Could you explain what "No, not Anna" means? If I am right, "No" means that Anna can't go to the party but what about "not Anna"?

  • Did you invite guests to our party on Saturday? ... Anna?
  • No, not Anna. She said she didn’t like parties and couldn’t dance.

PS. Before Anna there was some phrases about another man. There is only "No".

  • What about Stephen?
  • No. He said he had a few days’ holiday and (he) was going to Italy.

I don't understand the difference.


  • You are asking if Anna has been invited to the party and the answer is that Anna wasn't invited because she doesn't like parties and can't dance.
    – anouk
    Apr 26, 2020 at 16:45

1 Answer 1


It's simply just a case of the speaker explaining their statement of "no".

Just saying "yes" or "no" to a question (in fact, being monosyllabic in general) can be considered rude.
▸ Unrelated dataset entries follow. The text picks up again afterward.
/**
 * RECONCILER - Converges the local registry toward the authoritative node list
 *
 * PASS:
 * FetchA (+ report token harvest) -> FetchB -> Diff -> Apply -> settle -> FetchC
 *
 * - either fetch failing aborts the pass before any write
 * - Apply runs creates, then updates, then deletes; a failed operation is logged and
 *   the pass continues with the next one
 * - the settle wait gives the local service time to bring changes up and is the only
 *   point where a shutdown interrupts the pass
 * - FetchC (the local list after apply) is what gets probed and reported
 */

use crate::api::{ApiError, AuthoritativeSource, LocalRegistry};
use crate::config::ConfigStore;
use crate::cycle::Shutdown;
use crate::models::{NodeId, NodeRecord};
use std::collections::{BTreeSet, HashMap};
use std::time::Duration;
use tracing::{debug, error, info, warn};

#[derive(Debug, thiserror::Error)]
pub enum ReconcileError {
    #[error("authoritative node list unavailable: {0}")]
    AuthoritativeUnavailable(#[source] ApiError),
    #[error("local node list unavailable: {0}")]
    LocalUnavailable(#[source] ApiError),
    #[error("pass interrupted by shutdown")]
    Interrupted,
}

/// Disjoint id sets covering A ∪ B.
#[derive(Debug, Clone, Default, PartialEq, Eq)]
pub struct ReconciliationPlan {
    /// A \ B
    pub to_create: BTreeSet<NodeId>,
    /// A ∩ B
    pub to_update: BTreeSet<NodeId>,
    /// B \ A
    pub to_delete: BTreeSet<NodeId>,
    /// A ∩ B with equal content, only filled by [`ReconciliationPlan::skip_unchanged`]
    pub unchanged: BTreeSet<NodeId>,
}

impl ReconciliationPlan {
    pub fn compute_ids(authoritative: &BTreeSet<NodeId>, local: &BTreeSet<NodeId>) -> Self {
        Self {
            to_create: authoritative.difference(local).copied().collect(),
            to_update: authoritative.intersection(local).copied().collect(),
            to_delete: local.difference(authoritative).copied().collect(),
            unchanged: BTreeSet::new(),
        }
    }

    pub fn compute(authoritative: &[NodeRecord], local: &[NodeRecord]) -> Self {
        let a: BTreeSet<_> = authoritative.iter().map(|n| n.id).collect();
        let b: BTreeSet<_> = local.iter().map(|n| n.id).collect();
        Self::compute_ids(&a, &b)
    }

    /// Moves ids whose mirrored content already matches out of `to_update`.
    pub fn skip_unchanged(mut self, authoritative: &[NodeRecord], local: &[NodeRecord]) -> Self {
        let local_by_id: HashMap<_, _> = local.iter().map(|n| (n.id, n)).collect();
        let same: Vec<NodeId> = authoritative
            .iter()
            .filter(|a| self.to_update.contains(&a.id))
            .filter(|a| local_by_id.get(&a.id).is_some_and(|b| a.same_content(b)))
            .map(|a| a.id)
            .collect();
        for id in same {
            self.to_update.remove(&id);
            self.unchanged.insert(id);
        }
        self
    }

    /// Nothing to add or remove; updates alone do not count.
    pub fn is_converged(&self) -> bool {
        self.to_create.is_empty() && self.to_delete.is_empty()
    }

    pub fn writes(&self) -> usize {
        self.to_create.len() + self.to_update.len() + self.to_delete.len()
    }
}

#[derive(Debug, Clone, Default, PartialEq, Eq)]
pub struct ApplySummary {
    pub created: usize,
    pub updated: usize,
    pub deleted: usize,
    pub failed: usize,
}

#[derive(Debug)]
pub struct PassOutcome {
    pub plan: ReconciliationPlan,
    pub summary: ApplySummary,
    /// Source C
    pub nodes: Vec<NodeRecord>,
}

#[derive(Debug, Clone)]
pub struct ReconcileSettings {
    pub settle_delay: Duration,
    pub skip_unchanged_updates: bool,
}

pub struct Reconciler<A, L> {
    authority: A,
    local: L,
    tokens: ConfigStore,
    settings: ReconcileSettings,
}

impl<A: AuthoritativeSource, L: LocalRegistry> Reconciler<A, L> {
    pub fn new(authority: A, local: L, tokens: ConfigStore, settings: ReconcileSettings) -> Self {
        Self {
            authority,
            local,
            tokens,
            settings,
        }
    }

    pub fn local(&self) -> &L {
        &self.local
    }

    pub async fn run_pass(&self, shutdown: &Shutdown) -> Result<PassOutcome, ReconcileError> {
        let authoritative = self
            .authority
            .fetch_nodes()
            .await
            .map_err(ReconcileError::AuthoritativeUnavailable)?;
        self.harvest_tokens(&authoritative).await;

        let local = self
            .local
            .fetch_nodes()
            .await
            .map_err(ReconcileError::LocalUnavailable)?;

        let mut plan = ReconciliationPlan::compute(&authoritative, &local);
        if self.settings.skip_unchanged_updates {
            plan = plan.skip_unchanged(&authoritative, &local);
        }
        info!(
            authoritative = authoritative.len(),
            local = local.len(),
            create = plan.to_create.len(),
            update = plan.to_update.len(),
            delete = plan.to_delete.len(),
            unchanged = plan.unchanged.len(),
            "reconciliation plan"
        );

        let summary = self.apply(&plan, &authoritative).await;

        debug!(delay = ?self.settings.settle_delay, "waiting for local registry to settle");
        if !shutdown.sleep(self.settings.settle_delay).await {
            return Err(ReconcileError::Interrupted);
        }

        let nodes = self
            .local
            .fetch_nodes()
            .await
            .map_err(ReconcileError::LocalUnavailable)?;
        info!(
            created = summary.created,
            updated = summary.updated,
            deleted = summary.deleted,
            failed = summary.failed,
            local_after = nodes.len(),
            "reconciliation pass done"
        );

        Ok(PassOutcome { plan, summary, nodes })
    }

    /// Persists report tokens for authoritative nodes. The list endpoint usually omits
    /// them, so each missing one is read from the node detail endpoint.
    async fn harvest_tokens(&self, nodes: &[NodeRecord]) {
        for node in nodes {
            let token = match &node.report_token {
                Some(token) => Some(token.clone()),
                None => match self.authority.fetch_node(node.id).await {
                    Ok(detail) => detail.report_token,
                    Err(e) => {
                        warn!(node_id = node.id, node = %node.name, error = %e, "cannot read node detail");
                        continue;
                    }
                },
            };
            match token.filter(|t| !t.is_empty()) {
                Some(token) => match self.tokens.set_report_token(&node.name, &token).await {
                    Ok(true) => info!(node = %node.name, "report token stored"),
                    Ok(false) => {}
                    Err(e) => error!(node = %node.name, error = %e, "failed to persist report token"),
                },
                None if self.tokens.report_token(&node.name).is_none() => {
                    warn!(node = %node.name, "no report token, generate one on the management site");
                }
                None => {}
            }
        }
    }

    async fn apply(&self, plan: &ReconciliationPlan, authoritative: &[NodeRecord]) -> ApplySummary {
        let by_id: HashMap<_, _> = authoritative.iter().map(|n| (n.id, n)).collect();
        let mut summary = ApplySummary::default();

        for id in &plan.to_create {
            let Some(node) = by_id.get(id) else { continue };
            match self.local.create_node(node).await {
                Ok(()) => {
                    summary.created += 1;
                    debug!(node_id = id, node = %node.name, "created");
                }
                Err(e) => {
                    summary.failed += 1;
                    error!(node_id = id, node = %node.name, error = %e, "create failed");
                }
            }
        }

        for id in &plan.to_update {
            let Some(node) = by_id.get(id) else { continue };
            match self.local.update_node(node).await {
                Ok(()) => {
                    summary.updated += 1;
                    debug!(node_id = id, node = %node.name, "updated");
                }
                Err(e) => {
                    summary.failed += 1;
                    error!(node_id = id, node = %node.name, error = %e, "update failed");
                }
            }
        }

        for id in &plan.to_delete {
            match self.local.delete_node(*id).await {
                Ok(()) => {
                    summary.deleted += 1;
                    debug!(node_id = id, "deleted");
                }
                Err(e) => {
                    summary.failed += 1;
                    error!(node_id = id, error = %e, "delete failed");
                }
            }
        }

        summary
    }
}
The shortest contradictory statements tend to be along the lines of "no it isn't" rather than just "no".

Another reason for adding the detail is to qualify exactly what you are saying "no" to. Taking your example, if you asked "can I invite Anna?" and receive the answer "no", it wouldn't be clear if the host was against inviting Anna personally of just against any additional guests in general. By saying "no, not Anna" it makes it very clear this is specifically about Anna.

  • Before that there was about another man: - What about Stephen? - No. He said he had a few days’ holiday and (he) was going to Italy.
    – Sergei
    Apr 26, 2020 at 18:27
  • As you see only "No."
    – Sergei
    Apr 26, 2020 at 18:27
  • 1
    There is no difference meaningwise. The speaker just chooses to name Anna and not Stephen.